What needs to be done: How many separate lines in this material contain the string "contents"? Respond with the number alone.

Material for this exercise:
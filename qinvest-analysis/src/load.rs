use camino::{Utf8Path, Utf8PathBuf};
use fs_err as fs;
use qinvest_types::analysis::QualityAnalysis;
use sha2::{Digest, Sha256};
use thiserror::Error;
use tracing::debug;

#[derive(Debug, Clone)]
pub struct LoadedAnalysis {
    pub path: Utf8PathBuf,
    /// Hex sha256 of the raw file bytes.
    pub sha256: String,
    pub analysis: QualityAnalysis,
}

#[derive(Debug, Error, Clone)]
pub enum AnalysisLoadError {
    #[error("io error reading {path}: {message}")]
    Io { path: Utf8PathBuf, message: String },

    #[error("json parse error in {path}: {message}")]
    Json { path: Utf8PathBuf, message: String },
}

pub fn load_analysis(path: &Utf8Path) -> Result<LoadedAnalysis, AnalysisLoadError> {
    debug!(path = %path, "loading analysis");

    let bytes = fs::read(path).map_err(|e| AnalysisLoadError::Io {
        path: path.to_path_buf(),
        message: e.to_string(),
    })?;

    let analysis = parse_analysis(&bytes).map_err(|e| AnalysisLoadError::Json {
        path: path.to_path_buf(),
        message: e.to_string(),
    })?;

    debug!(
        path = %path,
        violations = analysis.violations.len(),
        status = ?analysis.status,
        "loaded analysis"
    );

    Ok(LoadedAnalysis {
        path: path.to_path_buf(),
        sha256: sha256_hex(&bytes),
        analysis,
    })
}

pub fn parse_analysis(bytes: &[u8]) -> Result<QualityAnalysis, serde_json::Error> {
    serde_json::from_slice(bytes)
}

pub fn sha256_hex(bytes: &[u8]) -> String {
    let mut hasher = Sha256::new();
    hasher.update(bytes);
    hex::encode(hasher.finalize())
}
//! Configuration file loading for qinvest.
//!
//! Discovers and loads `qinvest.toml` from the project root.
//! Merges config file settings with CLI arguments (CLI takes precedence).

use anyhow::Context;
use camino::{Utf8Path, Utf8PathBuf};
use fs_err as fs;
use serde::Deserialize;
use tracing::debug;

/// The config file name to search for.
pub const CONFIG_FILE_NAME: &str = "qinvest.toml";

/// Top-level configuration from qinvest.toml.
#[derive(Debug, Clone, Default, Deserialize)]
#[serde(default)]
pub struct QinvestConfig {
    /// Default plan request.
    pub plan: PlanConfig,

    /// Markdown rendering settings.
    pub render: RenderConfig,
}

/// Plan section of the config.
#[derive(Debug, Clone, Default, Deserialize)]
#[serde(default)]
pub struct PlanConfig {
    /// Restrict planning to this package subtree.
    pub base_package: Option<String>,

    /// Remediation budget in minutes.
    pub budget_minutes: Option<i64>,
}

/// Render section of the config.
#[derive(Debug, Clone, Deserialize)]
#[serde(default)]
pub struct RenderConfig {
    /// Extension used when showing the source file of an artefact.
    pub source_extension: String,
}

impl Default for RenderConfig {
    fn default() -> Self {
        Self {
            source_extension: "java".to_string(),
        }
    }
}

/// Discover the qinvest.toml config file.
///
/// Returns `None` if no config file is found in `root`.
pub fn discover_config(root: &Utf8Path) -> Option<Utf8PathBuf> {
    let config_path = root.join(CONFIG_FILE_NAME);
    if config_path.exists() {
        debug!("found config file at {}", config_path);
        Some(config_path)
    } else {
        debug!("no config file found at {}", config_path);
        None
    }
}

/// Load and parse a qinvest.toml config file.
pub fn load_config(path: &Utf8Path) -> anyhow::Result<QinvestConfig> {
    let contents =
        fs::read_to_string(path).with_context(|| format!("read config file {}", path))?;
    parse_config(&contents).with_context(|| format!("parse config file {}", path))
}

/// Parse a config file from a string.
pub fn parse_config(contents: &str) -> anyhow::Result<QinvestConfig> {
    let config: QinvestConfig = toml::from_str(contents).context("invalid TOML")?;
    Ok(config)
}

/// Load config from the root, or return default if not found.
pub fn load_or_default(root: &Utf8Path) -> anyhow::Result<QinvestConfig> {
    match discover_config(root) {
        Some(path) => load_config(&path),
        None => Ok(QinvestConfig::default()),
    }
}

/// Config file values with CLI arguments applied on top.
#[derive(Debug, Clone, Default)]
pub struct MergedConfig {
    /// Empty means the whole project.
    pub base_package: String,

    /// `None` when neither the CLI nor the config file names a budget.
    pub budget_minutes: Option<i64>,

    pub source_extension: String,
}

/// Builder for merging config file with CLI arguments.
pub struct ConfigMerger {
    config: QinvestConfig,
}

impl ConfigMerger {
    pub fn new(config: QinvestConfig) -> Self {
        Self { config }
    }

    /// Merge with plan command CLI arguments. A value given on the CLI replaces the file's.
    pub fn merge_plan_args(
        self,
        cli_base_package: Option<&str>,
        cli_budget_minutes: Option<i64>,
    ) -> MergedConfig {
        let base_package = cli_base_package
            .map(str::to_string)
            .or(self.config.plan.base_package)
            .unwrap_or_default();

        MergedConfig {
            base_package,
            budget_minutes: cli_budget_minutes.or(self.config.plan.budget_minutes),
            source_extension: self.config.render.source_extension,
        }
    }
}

Response area: 4